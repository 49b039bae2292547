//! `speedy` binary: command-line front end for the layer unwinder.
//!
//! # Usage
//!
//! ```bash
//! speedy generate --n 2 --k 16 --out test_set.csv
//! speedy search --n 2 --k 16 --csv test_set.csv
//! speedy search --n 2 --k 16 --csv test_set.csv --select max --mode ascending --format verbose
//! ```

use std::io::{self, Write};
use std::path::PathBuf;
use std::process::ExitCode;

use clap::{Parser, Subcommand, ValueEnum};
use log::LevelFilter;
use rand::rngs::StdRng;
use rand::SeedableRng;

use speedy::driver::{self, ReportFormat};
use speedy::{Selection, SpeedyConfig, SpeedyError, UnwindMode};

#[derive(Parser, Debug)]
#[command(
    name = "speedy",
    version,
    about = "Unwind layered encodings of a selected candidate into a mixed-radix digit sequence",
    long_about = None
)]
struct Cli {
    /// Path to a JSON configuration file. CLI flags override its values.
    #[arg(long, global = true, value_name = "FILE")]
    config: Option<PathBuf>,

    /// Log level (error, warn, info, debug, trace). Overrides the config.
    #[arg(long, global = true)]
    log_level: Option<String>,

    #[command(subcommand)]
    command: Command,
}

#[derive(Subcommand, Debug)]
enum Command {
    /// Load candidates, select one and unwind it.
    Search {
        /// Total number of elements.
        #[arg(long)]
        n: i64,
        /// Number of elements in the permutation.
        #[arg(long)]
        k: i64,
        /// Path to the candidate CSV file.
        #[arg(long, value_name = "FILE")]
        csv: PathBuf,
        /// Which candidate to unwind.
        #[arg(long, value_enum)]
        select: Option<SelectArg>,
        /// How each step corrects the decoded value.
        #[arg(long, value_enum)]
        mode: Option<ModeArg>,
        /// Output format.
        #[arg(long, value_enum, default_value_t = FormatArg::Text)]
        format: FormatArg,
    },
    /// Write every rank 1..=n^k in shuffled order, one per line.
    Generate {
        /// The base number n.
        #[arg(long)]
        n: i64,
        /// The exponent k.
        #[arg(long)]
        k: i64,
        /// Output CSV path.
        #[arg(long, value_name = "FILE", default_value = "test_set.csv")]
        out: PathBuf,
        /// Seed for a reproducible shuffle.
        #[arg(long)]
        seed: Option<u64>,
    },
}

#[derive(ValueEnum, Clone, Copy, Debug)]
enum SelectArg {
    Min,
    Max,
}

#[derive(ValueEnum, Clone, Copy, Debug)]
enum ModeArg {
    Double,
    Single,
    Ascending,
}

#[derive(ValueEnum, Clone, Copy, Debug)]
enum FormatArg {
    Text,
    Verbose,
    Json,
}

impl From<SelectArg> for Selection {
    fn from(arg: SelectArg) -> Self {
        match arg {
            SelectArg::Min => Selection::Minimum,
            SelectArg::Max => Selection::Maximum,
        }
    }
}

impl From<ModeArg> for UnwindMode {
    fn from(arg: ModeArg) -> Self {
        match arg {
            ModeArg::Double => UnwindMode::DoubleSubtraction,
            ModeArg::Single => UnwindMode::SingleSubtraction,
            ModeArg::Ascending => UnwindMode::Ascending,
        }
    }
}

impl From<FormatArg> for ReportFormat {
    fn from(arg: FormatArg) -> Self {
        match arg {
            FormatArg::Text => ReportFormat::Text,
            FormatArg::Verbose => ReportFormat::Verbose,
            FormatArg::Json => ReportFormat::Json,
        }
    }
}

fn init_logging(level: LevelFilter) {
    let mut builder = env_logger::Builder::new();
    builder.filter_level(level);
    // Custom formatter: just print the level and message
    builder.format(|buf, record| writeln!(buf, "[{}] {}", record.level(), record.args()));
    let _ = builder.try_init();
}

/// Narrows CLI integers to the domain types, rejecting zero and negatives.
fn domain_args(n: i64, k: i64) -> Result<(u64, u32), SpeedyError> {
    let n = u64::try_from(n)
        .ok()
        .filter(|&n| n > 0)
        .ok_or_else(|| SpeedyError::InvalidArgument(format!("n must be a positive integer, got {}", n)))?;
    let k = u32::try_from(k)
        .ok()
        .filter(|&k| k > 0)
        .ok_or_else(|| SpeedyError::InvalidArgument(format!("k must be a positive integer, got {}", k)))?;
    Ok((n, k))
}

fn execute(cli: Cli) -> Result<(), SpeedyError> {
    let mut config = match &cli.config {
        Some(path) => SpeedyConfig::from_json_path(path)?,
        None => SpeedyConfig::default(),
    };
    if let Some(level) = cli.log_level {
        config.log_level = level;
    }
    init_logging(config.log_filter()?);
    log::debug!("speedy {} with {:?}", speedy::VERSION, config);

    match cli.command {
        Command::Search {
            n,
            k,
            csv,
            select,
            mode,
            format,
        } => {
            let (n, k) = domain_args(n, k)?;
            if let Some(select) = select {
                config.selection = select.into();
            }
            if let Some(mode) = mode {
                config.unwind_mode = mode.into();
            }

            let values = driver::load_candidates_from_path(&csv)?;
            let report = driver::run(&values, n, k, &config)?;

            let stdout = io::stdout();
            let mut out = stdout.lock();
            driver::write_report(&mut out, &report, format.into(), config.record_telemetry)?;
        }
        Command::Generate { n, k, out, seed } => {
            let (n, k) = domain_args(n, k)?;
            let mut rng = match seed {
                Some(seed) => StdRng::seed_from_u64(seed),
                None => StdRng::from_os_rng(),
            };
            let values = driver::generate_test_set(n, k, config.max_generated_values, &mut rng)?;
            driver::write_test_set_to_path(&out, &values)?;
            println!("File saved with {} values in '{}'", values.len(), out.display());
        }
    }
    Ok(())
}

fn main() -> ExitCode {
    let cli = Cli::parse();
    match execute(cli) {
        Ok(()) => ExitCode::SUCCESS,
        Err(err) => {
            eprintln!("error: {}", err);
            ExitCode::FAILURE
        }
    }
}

...

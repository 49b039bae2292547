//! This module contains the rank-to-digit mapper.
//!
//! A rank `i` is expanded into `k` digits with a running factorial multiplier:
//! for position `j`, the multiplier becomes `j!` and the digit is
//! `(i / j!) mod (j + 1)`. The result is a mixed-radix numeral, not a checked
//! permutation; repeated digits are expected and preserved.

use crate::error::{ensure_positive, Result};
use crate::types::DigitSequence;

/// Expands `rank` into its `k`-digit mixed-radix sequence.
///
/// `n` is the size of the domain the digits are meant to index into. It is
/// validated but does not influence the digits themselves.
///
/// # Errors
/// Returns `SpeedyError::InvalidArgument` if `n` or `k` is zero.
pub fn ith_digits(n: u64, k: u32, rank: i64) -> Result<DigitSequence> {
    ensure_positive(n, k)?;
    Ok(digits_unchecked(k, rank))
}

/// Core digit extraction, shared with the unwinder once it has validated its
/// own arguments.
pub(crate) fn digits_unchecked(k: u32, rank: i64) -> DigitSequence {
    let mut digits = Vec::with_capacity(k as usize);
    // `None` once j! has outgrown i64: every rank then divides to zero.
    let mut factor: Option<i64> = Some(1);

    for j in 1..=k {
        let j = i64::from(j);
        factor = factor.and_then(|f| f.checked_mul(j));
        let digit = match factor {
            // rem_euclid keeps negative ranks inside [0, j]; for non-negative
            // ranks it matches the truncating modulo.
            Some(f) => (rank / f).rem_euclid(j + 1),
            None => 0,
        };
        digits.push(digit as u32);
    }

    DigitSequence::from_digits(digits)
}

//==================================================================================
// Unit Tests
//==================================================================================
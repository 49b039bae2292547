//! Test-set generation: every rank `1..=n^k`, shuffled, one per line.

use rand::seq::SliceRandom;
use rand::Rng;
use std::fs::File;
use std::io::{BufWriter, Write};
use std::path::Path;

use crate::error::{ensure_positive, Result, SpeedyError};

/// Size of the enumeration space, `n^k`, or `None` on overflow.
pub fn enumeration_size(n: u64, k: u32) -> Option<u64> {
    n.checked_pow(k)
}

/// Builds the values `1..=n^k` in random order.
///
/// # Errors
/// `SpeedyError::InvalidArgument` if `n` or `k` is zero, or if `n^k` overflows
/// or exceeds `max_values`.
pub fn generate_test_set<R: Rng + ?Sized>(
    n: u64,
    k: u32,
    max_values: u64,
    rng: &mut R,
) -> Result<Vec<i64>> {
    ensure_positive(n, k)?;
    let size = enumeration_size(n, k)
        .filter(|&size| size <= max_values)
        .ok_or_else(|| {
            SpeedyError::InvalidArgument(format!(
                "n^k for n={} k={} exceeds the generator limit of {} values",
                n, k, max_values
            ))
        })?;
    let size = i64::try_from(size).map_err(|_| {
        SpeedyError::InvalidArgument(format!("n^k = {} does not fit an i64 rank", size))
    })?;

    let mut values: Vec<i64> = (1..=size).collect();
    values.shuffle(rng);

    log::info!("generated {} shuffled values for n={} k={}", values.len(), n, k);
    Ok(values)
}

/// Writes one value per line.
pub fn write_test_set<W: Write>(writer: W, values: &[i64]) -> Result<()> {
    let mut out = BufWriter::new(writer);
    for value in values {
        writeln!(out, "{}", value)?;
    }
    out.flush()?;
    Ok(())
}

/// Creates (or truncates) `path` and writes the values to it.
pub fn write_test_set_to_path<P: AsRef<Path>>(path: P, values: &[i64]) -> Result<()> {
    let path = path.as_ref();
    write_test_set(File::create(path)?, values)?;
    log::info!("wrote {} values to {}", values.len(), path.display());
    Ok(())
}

==

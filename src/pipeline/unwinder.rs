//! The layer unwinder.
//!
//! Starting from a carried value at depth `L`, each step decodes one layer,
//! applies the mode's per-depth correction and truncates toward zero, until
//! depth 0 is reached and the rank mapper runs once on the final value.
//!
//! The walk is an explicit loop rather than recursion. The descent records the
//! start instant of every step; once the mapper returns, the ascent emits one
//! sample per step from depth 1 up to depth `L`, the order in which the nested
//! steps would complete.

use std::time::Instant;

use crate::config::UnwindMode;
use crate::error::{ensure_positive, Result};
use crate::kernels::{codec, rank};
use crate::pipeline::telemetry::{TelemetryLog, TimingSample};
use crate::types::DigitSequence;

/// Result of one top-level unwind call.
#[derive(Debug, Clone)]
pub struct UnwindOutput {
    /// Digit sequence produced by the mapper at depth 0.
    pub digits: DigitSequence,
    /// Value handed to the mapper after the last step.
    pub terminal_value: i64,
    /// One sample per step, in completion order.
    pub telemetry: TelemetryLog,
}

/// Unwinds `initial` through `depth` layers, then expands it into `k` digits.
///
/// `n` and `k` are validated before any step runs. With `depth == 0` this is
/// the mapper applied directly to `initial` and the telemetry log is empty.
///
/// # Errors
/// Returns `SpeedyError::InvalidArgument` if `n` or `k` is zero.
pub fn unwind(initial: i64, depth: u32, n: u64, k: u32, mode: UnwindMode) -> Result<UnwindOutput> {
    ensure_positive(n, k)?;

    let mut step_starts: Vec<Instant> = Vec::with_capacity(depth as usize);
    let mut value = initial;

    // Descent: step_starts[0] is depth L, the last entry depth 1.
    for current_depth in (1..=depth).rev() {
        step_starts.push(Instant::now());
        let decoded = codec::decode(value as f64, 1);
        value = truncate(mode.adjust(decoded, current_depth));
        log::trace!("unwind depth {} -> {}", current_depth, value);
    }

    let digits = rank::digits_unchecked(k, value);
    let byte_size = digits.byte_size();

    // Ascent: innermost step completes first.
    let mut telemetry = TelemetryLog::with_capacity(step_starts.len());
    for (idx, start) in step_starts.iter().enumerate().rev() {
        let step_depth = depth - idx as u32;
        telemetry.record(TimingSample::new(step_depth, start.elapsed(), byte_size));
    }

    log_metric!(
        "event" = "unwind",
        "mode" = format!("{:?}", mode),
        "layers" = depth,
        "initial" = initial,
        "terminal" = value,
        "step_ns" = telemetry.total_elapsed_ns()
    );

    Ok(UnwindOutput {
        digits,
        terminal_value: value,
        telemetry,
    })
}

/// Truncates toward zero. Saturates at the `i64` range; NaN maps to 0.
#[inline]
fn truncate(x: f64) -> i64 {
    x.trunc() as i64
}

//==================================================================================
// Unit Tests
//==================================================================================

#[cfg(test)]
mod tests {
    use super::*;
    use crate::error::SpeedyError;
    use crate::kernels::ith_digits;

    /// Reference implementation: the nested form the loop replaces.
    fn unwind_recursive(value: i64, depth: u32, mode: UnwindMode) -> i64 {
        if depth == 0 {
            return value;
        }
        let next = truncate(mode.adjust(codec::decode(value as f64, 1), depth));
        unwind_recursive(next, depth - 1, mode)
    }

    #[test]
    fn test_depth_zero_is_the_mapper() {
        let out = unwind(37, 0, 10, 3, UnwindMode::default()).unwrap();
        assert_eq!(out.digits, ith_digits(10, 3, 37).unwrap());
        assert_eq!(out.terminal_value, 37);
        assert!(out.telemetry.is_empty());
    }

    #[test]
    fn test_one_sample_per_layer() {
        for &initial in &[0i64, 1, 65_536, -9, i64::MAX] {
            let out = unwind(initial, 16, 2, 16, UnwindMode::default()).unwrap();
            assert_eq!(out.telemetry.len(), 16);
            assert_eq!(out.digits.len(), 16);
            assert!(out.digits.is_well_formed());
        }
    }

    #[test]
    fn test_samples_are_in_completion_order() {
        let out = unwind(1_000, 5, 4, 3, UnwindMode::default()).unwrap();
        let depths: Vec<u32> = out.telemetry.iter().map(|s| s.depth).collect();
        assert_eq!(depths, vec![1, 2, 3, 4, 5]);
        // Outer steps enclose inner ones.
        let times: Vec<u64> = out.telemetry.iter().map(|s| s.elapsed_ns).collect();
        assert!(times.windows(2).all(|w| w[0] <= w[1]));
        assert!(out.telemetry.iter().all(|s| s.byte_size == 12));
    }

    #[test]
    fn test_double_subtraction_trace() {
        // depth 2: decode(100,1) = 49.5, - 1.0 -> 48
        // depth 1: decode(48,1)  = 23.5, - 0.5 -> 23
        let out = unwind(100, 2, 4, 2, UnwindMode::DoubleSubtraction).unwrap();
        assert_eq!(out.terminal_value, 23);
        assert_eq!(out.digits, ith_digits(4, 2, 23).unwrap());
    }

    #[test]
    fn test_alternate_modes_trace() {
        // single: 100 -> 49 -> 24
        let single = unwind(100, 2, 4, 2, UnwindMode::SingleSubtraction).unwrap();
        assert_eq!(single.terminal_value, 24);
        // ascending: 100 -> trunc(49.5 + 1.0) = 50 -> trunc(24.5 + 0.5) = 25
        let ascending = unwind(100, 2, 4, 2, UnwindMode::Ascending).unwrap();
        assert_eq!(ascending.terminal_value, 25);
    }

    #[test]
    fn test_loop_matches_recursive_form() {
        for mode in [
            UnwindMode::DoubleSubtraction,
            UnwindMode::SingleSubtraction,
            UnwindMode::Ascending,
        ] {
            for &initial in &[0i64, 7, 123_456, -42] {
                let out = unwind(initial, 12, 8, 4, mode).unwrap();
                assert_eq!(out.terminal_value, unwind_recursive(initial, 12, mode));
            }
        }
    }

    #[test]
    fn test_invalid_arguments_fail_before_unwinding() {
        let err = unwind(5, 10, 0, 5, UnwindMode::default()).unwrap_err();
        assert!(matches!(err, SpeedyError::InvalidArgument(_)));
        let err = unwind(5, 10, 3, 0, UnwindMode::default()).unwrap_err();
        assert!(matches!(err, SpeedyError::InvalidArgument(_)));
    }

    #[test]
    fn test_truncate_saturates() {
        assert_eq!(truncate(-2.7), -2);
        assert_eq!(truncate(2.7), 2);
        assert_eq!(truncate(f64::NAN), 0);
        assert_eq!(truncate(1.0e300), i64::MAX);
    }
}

§ **BRIEF**:
Check all the records above and select each line where the string "layers" is found.

§ **WRITTEN ANSWER**:
/// Unwinds `initial` through `depth` layers, then expands it into `k` digits.
        "layers" = depth,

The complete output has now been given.